- **Task statement**
Up to and including the line that contains "one listed kind is present (vacuous when empty).", repeat each line of the data exactly, starting from the first.

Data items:

■ ■ ■ ■

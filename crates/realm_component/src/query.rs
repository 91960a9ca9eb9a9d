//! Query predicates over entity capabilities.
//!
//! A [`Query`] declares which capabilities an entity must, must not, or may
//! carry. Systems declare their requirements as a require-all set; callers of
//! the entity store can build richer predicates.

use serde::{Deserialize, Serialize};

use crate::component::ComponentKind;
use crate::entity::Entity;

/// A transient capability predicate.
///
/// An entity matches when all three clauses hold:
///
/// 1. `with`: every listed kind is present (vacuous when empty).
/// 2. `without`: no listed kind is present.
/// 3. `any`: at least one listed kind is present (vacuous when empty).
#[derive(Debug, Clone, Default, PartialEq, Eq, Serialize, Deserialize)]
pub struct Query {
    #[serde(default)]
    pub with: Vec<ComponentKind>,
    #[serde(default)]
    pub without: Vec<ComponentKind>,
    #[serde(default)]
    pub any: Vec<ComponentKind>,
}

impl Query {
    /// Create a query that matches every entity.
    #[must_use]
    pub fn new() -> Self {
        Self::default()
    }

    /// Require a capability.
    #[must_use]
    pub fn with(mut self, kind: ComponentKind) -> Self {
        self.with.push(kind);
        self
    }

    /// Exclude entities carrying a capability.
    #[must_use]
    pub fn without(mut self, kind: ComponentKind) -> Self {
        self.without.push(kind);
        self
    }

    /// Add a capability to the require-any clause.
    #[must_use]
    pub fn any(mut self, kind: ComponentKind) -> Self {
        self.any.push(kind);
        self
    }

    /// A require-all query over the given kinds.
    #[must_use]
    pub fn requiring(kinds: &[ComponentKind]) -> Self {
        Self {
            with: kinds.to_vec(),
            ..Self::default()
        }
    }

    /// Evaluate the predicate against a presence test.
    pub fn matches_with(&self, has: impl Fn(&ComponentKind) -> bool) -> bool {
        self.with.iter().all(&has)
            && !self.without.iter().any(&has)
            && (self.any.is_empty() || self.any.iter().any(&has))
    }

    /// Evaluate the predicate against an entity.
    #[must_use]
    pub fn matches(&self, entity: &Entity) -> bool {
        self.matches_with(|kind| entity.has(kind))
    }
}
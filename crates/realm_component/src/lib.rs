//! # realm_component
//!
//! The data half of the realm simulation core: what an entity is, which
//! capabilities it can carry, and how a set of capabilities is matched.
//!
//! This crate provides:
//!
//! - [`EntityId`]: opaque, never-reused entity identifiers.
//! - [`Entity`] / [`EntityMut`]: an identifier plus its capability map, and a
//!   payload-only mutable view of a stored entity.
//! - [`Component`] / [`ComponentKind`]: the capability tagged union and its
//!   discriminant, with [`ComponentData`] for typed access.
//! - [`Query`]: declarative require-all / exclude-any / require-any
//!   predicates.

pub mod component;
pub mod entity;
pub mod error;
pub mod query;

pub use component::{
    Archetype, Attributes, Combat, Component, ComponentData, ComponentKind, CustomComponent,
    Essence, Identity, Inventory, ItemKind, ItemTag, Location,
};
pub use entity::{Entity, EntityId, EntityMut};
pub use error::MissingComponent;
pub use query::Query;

■ ■ ■ ■

- **Solution to this problem**
filename crates/realm_component/src/query.rs
repository 91960a9ca9eb9a9d
//! Query predicates over entity capabilities.
//!
//! A [`Query`] declares which capabilities an entity must, must not, or may
//! carry. Systems declare their requirements as a require-all set; callers of
//! the entity store can build richer predicates.

use serde::{Deserialize, Serialize};

use crate::component::ComponentKind;
use crate::entity::Entity;

/// A transient capability predicate.
///
/// An entity matches when all three clauses hold:
///
/// 1. `with`: every listed kind is present (vacuous when empty).
/// 2. `without`: no listed kind is present.
/// 3. `any`: at least one listed kind is present (vacuous when empty).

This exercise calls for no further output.